Brain structural connectivity in late-life major depressive disorder.

Disrupted brain connectivity might explain both the pathogenesis and consequences of late-life major depressive disorder (LLD). However, it remains difficult to ascertain whether and how specific circuits are affected. We reviewed literature regarding brain connectivity in LLD, and we specifically focused on the role of structural pathology. LLD is associated with greater levels of cerebrovascular disease, and greater levels of cerebrovascular disease are associated with both depression development and treatment responsiveness. Cerebrovascular disease is most often measured as white matter hyperintensity (WMH) burden, and histopathology studies suggest WMH reflect myelin damage and fluid accumulation (among other underlying pathology).
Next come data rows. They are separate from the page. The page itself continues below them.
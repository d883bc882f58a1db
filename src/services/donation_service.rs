// src/services/donation_service.rs
//
// Donations are written by the payment provider; admins only read them and
// annotate them.

use crate::backend::Filter;
use crate::domain::Record;
use crate::error::AppResult;
use crate::repositories::RecordRepository;
use crate::services::record_service::RecordService;

pub struct DonationService {
    records: RecordService,
}

impl DonationService {
    pub fn new(repo: RecordRepository) -> Self {
        Self {
            records: RecordService::new(repo),
        }
    }

    pub async fn list(&self) -> AppResult<Vec<Record>> {
        self.records.list().await
    }

    pub async fn list_where(
        &self,
        filters: Vec<Filter>,
        limit: Option<usize>,
    ) -> AppResult<Vec<Record>> {
        self.records.list_where(filters, limit).await
    }

    pub async fn get_by_id(&self, id: &str) -> AppResult<Record> {
        self.records.get_by_id(id).await
    }

    pub async fn update(&self, id: &str, changes: Record) -> AppResult<Record> {
        self.records.update(id, changes).await
    }
}
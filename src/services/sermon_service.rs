// src/services/sermon_service.rs
use std::sync::Arc;

use crate::backend::Filter;
use crate::domain::Record;
use crate::error::AppResult;
use crate::events::{AdminAction, ChangePayload, EventBus, SermonsChanged};
use crate::repositories::RecordRepository;
use crate::services::record_service::RecordService;

pub const DEFAULT_FEATURED_LIMIT: usize = 3;

fn notify(bus: &EventBus, _action: AdminAction, payload: ChangePayload) {
    bus.emit(SermonsChanged::new(payload));
}

pub struct SermonService {
    records: RecordService,
}

impl SermonService {
    pub fn new(repo: RecordRepository, event_bus: Arc<EventBus>) -> Self {
        Self {
            records: RecordService::notifying(repo, event_bus, notify),
        }
    }

    /// All sermons, newest `sermon_date` first
    pub async fn list(&self) -> AppResult<Vec<Record>> {
        self.records.list().await
    }

    pub async fn list_where(
        &self,
        filters: Vec<Filter>,
        limit: Option<usize>,
    ) -> AppResult<Vec<Record>> {
        self.records.list_where(filters, limit).await
    }

    /// Most recent sermons flagged `is_featured`
    pub async fn get_featured_sermons(&self, limit: usize) -> AppResult<Vec<Record>> {
        self.records
            .list_where(vec![Filter::eq("is_featured", true)], Some(limit))
            .await
    }

    pub async fn get_by_id(&self, id: &str) -> AppResult<Record> {
        self.records.get_by_id(id).await
    }

    pub async fn create(&self, sermon: Record) -> AppResult<Record> {
        self.records.create(sermon).await
    }

    pub async fn update(&self, id: &str, changes: Record) -> AppResult<Record> {
        self.records.update(id, changes).await
    }

    pub async fn delete(&self, id: &str) -> AppResult<bool> {
        self.records.delete(id).await
    }
}
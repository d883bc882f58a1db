// src/domain/mod.rs
//
// Domain Root - records, roles, images and the few business rules this
// crate enforces itself. Everything else is owned by the remote backend.

pub mod appointment;
pub mod image;
pub mod profile;
pub mod record;

pub use appointment::AppointmentResponse;
pub use image::{
    content_type_for, file_extension, generate_object_name, object_path_from_url,
    validate_folder, ImageFile, DEFAULT_IMAGE_FOLDER,
};
pub use profile::{ensure_can_demote, validate_email, NewProfile, Role};
pub use record::{record_id, timestamp, to_record, Record};

use thiserror::Error;

/// Domain-level errors
/// These represent violations of business rules
#[derive(Debug, Clone, PartialEq, Eq, Error)]
pub enum DomainError {
    #[error("Cannot demote the last admin user")]
    LastAdmin,

    #[error("Invariant violation: {0}")]
    InvariantViolation(String),
}

/// Domain result type
pub type DomainResult<T> = Result<T, DomainError>;
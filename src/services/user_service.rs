// src/services/user_service.rs
//
// User profiles and admin role management.
//
// CRITICAL RULES:
// - The last admin can never be demoted through this service
// - Count failures propagate; a failed count never allows a demotion
// - Rejected operations issue no write

use log::{info, warn};
use serde::Serialize;
use serde_json::json;

use crate::backend::Filter;
use crate::domain::{ensure_can_demote, to_record, validate_email, NewProfile, Record, Role};
use crate::error::AppResult;
use crate::repositories::RecordRepository;
use crate::services::record_service::RecordService;

/// Result of inviting a user by e-mail
#[derive(Debug, Clone, PartialEq, Serialize)]
pub struct InviteOutcome {
    pub success: bool,
    pub message: String,
    pub record: Record,
}

pub struct UserService {
    records: RecordService,
}

impl UserService {
    pub fn new(repo: RecordRepository) -> Self {
        Self {
            records: RecordService::new(repo),
        }
    }

    fn repo(&self) -> &RecordRepository {
        self.records.repository()
    }

    pub async fn list(&self) -> AppResult<Vec<Record>> {
        self.records.list().await
    }

    pub async fn list_where(
        &self,
        filters: Vec<Filter>,
        limit: Option<usize>,
    ) -> AppResult<Vec<Record>> {
        self.records.list_where(filters, limit).await
    }

    pub async fn get_by_id(&self, id: &str) -> AppResult<Record> {
        self.records.get_by_id(id).await
    }

    pub async fn update(&self, id: &str, changes: Record) -> AppResult<Record> {
        self.records.update(id, changes).await
    }

    pub async fn delete(&self, id: &str) -> AppResult<bool> {
        self.records.delete(id).await
    }

    /// Create a profile for `email`; the role defaults to admin
    pub async fn invite_admin(&self, email: &str, role: Option<Role>) -> AppResult<InviteOutcome> {
        let record = self.add_user(email, role.unwrap_or(Role::Admin)).await?;

        Ok(InviteOutcome {
            success: true,
            message: "User added successfully".to_string(),
            record,
        })
    }

    /// Insert a profile directly, without a registration step
    pub async fn add_user(&self, email: &str, role: Role) -> AppResult<Record> {
        let profile = NewProfile::new(email, role);
        if let Err(e) = validate_email(&profile.email) {
            warn!("Rejected profile for '{}': {}", email, e);
            return Err(e.into());
        }

        let stored = self.repo().insert(to_record(&profile)?).await?;
        info!("Added {} profile for {}", profile.role, profile.email);
        Ok(stored)
    }

    /// Number of profiles with the admin role
    pub async fn get_admin_count(&self) -> AppResult<u64> {
        self.repo()
            .count(vec![Filter::eq("role", Role::Admin.as_str())])
            .await
    }

    pub async fn update_user_role(&self, id: &str, role: Role) -> AppResult<Record> {
        let mut changes = Record::new();
        changes.insert("role".to_string(), json!(role));

        let updated = self.repo().update_by_id(id, changes).await?;
        info!("Set role of user {} to {}", id, role);
        Ok(updated)
    }

    pub async fn promote_to_admin(&self, user_id: &str) -> AppResult<Record> {
        self.update_user_role(user_id, Role::Admin).await
    }

    /// Demote an admin to a regular user, unless they are the last admin.
    ///
    /// The count and the update are two separate requests; two concurrent
    /// demotions can both pass the check.
    pub async fn demote_from_admin(&self, user_id: &str) -> AppResult<Record> {
        let admin_count = self.get_admin_count().await?;

        if let Err(e) = ensure_can_demote(admin_count) {
            warn!(
                "Refused to demote user {}: {} admin(s) remaining",
                user_id, admin_count
            );
            return Err(e.into());
        }

        self.update_user_role(user_id, Role::User).await
    }
}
WMHs appear as confluent caps around the ventricles (periventricular), as well as isolated lesions in the deep white matter. The underlying tissue damage and implications for brain connectivity may differ by WMH location or severity. WMHs are associated with lower white matter microstructural integrity (measured with diffusion tensor imaging) and altered brain function (measured with functional MRI). LLD is also associated with lower white matter microstructural integrity and grey matter loss which may also alter the network properties and function of the brain. Damage to brain structure reflected by WMH, reduced white matter microstructural integrity, and atrophy may affect brain function, and are therefore likely pathophysiological mechanisms of LLD. Additional research is needed to fully characterize the developmental course and pathology underlying these imaging markers, and to understand how structural damage explains LLD's various clinical manifestations.